Monday, May 23, 2016

Only 55 Percent of Russians Who Say They’re Orthodox Believe in God, Surveys Show

Paul Goble

            Staunton, May 23 – Russian Orthodoxy is more an ethnic marker than a faith for many Russians, given that only 55 percent of those who identify as Orthodox say they believe in God and an additional 10 percent say they have doubts about His existence, with large numbers placing their faith in superstitions and even witchcraft, surveys show.

            But precisely because Russian Orthodoxy is more an ethnic rather than a religious identity for many, it has been far easier for the Moscow Patriarchate to offer itself as the foundation of the state, to support in many cases a rapprochement with the Soviet past, and to back the repression of dissent in a manner consistent with the communists.

            In this week’s “Argumenti nedeli,” journalist Denis Terentyev discusses the pretensions of the Moscow Patriarchate to make Orthodoxy the foundation of Russian national identity and the many reasons for thinking this “foundation” is anything but the simple and unified thing its supporters claim (

            The Patriarchate routinely invokes VTsIOM’s finding that “75 percent of the population of Russia considers itself to be Orthodox” as the basis for its claims.  But such claims need to be examined with care, not only because they conceal as much as they reveal but because of the hierarchy’s frequent “crude falsifications” of all kinds.

            Polls on the religious affiliation of the population first began to be conducted at the end of the 1980s, Terentyev points out. At that time, the sociologists found that from 16 to 19 percent of the population declared themselves to be Christians, Muslims, and Buddhists, while 70 percent said they were unbelievers.

                By 1993, however, 69 percent of Russian men and 82 percent of Russian women declared that they were believers; and the leaders of the various religions drew on “these fantastic statistics” to claim that there were 120 million Orthodox and 40 million Muslims, for a total “greater than the 140 million people” in the country.

            Lev Gudkov, the director of the Levada Center polling agency, adds that Russian Orthodoxy is “an ethno-confessional identity” rather than a faith, with fewer than seven percent of those saying they are Orthodox in fact observing religious rules, fewer than half attending services regularly, and only 55 percent of them saying they believe in God.

            Moreover, he continues, “25 percent of the Orthodox believe in magic and witchcraft, and 30 percent believe in astrology and horoscopes … [and only] about half of the Russian Orthodox have not opened the Bible, with only a handful able to name all ten of the Commandments.”

            Like many in Europe, a large share of Russians identify with a religion but place no faith in it, surveys show.  And an increasing number who declare that they are believers do not link themselves to any particular denomination. In Russia today, such people number 4.2 percent or six million, “more than the population of St. Petersburg,” Terentyev points out.

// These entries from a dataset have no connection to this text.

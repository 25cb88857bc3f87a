use super::PetTravelClient;
use crate::ApiResult;
use crate::endpoints::Endpoint;
use crate::models::{CreatePetRequest, Pet, UpdatePetRequest};

impl PetTravelClient {
    pub async fn pets(&self) -> ApiResult<Vec<Pet>> {
        self.query_list(Endpoint::Pets).await
    }

    pub async fn pet(&self, id: u64) -> ApiResult<Pet> {
        self.query(Endpoint::Pet(id)).await
    }

    pub async fn create_pet(&self, request: &CreatePetRequest) -> ApiResult<Pet> {
        self.mutate_json(Endpoint::CreatePet, request).await
    }

    pub async fn update_pet(&self, id: u64, request: &UpdatePetRequest) -> ApiResult<Pet> {
        self.mutate_json(Endpoint::UpdatePet(id), request).await
    }

    pub async fn delete_pet(&self, id: u64) -> ApiResult<()> {
        self.mutate_unit(Endpoint::DeletePet(id)).await
    }
}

            Another two million are those who identify as Orthodox but do not link themselves with either the Russian Orthodox Church or the Old Believers.  Few of them organize into congregations but have views produced by personal reading and reflection, Russian experts suggest.

            Roman Lunkin, a specialist on religious life at the Moscow Institute of Europe, says that his survey found that only five percent of Russians polled are part of a specific congregation and regularly attend church.  “Experts have known about these figures for a long time, but they are consistently ignored by politicians and church hierarchs,” he adds.

            Others have made similar points. An article in “Moskovsky komsomolets” yesterday, for example, suggests that superstition, not religion, is overwhelming Russians today (, and a commentary on the Russkaya narodnya liniya site today offers an even more disturbing observation.

            It suggests that the neo-paganism now spreading throughout the country is to Russian Orthodoxy what Islamism is to traditional Islam, implicitly calling for the same methods to be directed against neo-pagans that are already being visited upon radical Muslims (

            If that approach is adopted, the number of Russians who will say they are Orthodox almost certainly will rise; but the number of them who will actually become believers may in fact decline as it becomes obvious that Orthodoxy is a political category rather than a religious one, something a Russian must declare to fit in rather than a faith he or she can live by.